Among the lines below, which ones contain the word "FnOnce"? Copy every such line.

▬▬▬▬▬▬

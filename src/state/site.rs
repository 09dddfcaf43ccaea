use std::sync::{Arc, Mutex, MutexGuard, PoisonError};

use crate::errors::{SiteError, StoreError};
use crate::persistence::{Store, StoredMessage};

/// Visit counter and guestbook slot.
///
/// Each value has its own lock; a counter bump never waits on a message post.
/// A lock is held across the durable write and any callback run on success,
/// so writes of one kind are applied and announced in a single order.
pub struct SharedState {
    count: Mutex<u64>,
    message: Mutex<Option<StoredMessage>>,
    store: Arc<dyn Store>,
}

fn lock<T>(mutex: &Mutex<T>) -> MutexGuard<'_, T> {
    mutex.lock().unwrap_or_else(PoisonError::into_inner)
}

impl SharedState {
    /// Seed the in-memory values from the store's latest records.
    ///
    /// No record yet means count 0 and no message.
    pub fn load(store: Arc<dyn Store>) -> Result<Self, StoreError> {
        let count = store.latest_count()?.unwrap_or(0);
        let message = store.latest_message()?;

        Ok(Self {
            count: Mutex::new(count),
            message: Mutex::new(message),
            store,
        })
    }

    pub fn read_count(&self) -> u64 {
        *lock(&self.count)
    }

    pub fn increment_count(&self) -> Result<u64, SiteError> {
        self.increment_count_then(|_| {})
    }

    /// Increment, persist, then run `on_change` with the new value before
    /// the lock is released.
    ///
    /// If the store rejects the write, the counter keeps its old value and
    /// `on_change` is not called.
    pub fn increment_count_then(&self, on_change: impl FnOnce(u64)) -> Result<u64, SiteError> {
        let mut count = lock(&self.count);
        let next = *count + 1;

        self.store.append_count(next)?;
        *count = next;

        on_change(next);
        Ok(next)
    }

    pub fn read_last_message(&self) -> Option<StoredMessage> {
        lock(&self.message).clone()
    }

    /// Rendered form of the last message, empty when nothing was posted yet.
    pub fn rendered_last_message(&self) -> String {
        self.read_last_message()
            .map(|m| m.render())
            .unwrap_or_default()
    }

    pub fn post_message(&self, text: impl Into<String>) -> Result<StoredMessage, SiteError> {
        self.post_message_then(text, |_| {})
    }

    /// Same contract as [`increment_count_then`](Self::increment_count_then),
    /// for the guestbook slot. Empty text is accepted.
    pub fn post_message_then(
        &self,
        text: impl Into<String>,
        on_change: impl FnOnce(&StoredMessage),
    ) -> Result<StoredMessage, SiteError> {
        let mut slot = lock(&self.message);
        let message = StoredMessage::now(text);

        self.store.append_message(&message)?;
        *slot = Some(message.clone());

        on_change(&message);
        Ok(message)
    }
}

#[cfg(test)]
mod tests {
    use super::*;
    use crate::persistence::MemoryStore;

    /// Store whose writes always fail.
    struct BrokenStore;

    impl Store for BrokenStore {
        fn append_count(&self, _value: u64) -> Result<(), StoreError> {
            Err(StoreError::Unavailable("disk on fire".into()))
        }

        fn append_message(&self, _message: &StoredMessage) -> Result<(), StoreError> {
            Err(StoreError::Unavailable("disk on fire".into()))
        }

        fn latest_count(&self) -> Result<Option<u64>, StoreError> {
            Ok(Some(10))
        }

        fn latest_message(&self) -> Result<Option<StoredMessage>, StoreError> {
            Ok(None)
        }
    }

    #[test]
    fn starts_from_store_values() {
        let store = Arc::new(MemoryStore::new());
        store.append_count(41).unwrap();
        store.append_message(&StoredMessage::now("hey")).unwrap();

        let state = SharedState::load(store).unwrap();
        assert_eq!(state.read_count(), 41);
        assert_eq!(state.increment_count().unwrap(), 42);
        assert!(state.rendered_last_message().ends_with(": hey"));
    }

    #[test]
    fn empty_store_means_zero_and_no_message() {
        let state = SharedState::load(Arc::new(MemoryStore::new())).unwrap();
        assert_eq!(state.read_count(), 0);
        assert_eq!(state.read_last_message(), None);
        assert_eq!(state.rendered_last_message(), "");
    }

    #[test]
    fn concurrent_increments_lose_nothing() {
        let state = Arc::new(SharedState::load(Arc::new(MemoryStore::new())).unwrap());

        let threads: Vec<_> = (0..8)
            .map(|_| {
                let state = Arc::clone(&state);
                std::thread::spawn(move || {
                    for _ in 0..250 {
                        state.increment_count().unwrap();
                    }
                })
            })
            .collect();
        for t in threads {
            t.join().unwrap();
        }

        assert_eq!(state.read_count(), 2000);
    }

    #[test]
    fn failed_write_keeps_old_count_and_skips_callback() {
        let state = SharedState::load(Arc::new(BrokenStore)).unwrap();
        let mut called = false;

        let result = state.increment_count_then(|_| called = true);

        assert!(matches!(result, Err(SiteError::Persistence(_))));
        assert_eq!(state.read_count(), 10);
        assert!(!called);
    }

    #[test]
    fn failed_post_keeps_old_message() {
        let state = SharedState::load(Arc::new(BrokenStore)).unwrap();
        let mut called = false;

        let result = state.post_message_then("lost", |_| called = true);

        assert!(result.is_err());
        assert_eq!(state.read_last_message(), None);
        assert!(!called);
    }

    #[test]
    fn empty_message_is_accepted() {
        let state = SharedState::load(Arc::new(MemoryStore::new())).unwrap();
        let stored = state.post_message("").unwrap();
        assert_eq!(stored.text, "");
        assert_eq!(state.read_last_message(), Some(stored));
    }
}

▬▬▬▬▬▬

Task result
    pub fn increment_count_then(&self, on_change: impl FnOnce(u64)) -> Result<u64, SiteError> {
        on_change: impl FnOnce(&StoredMessage),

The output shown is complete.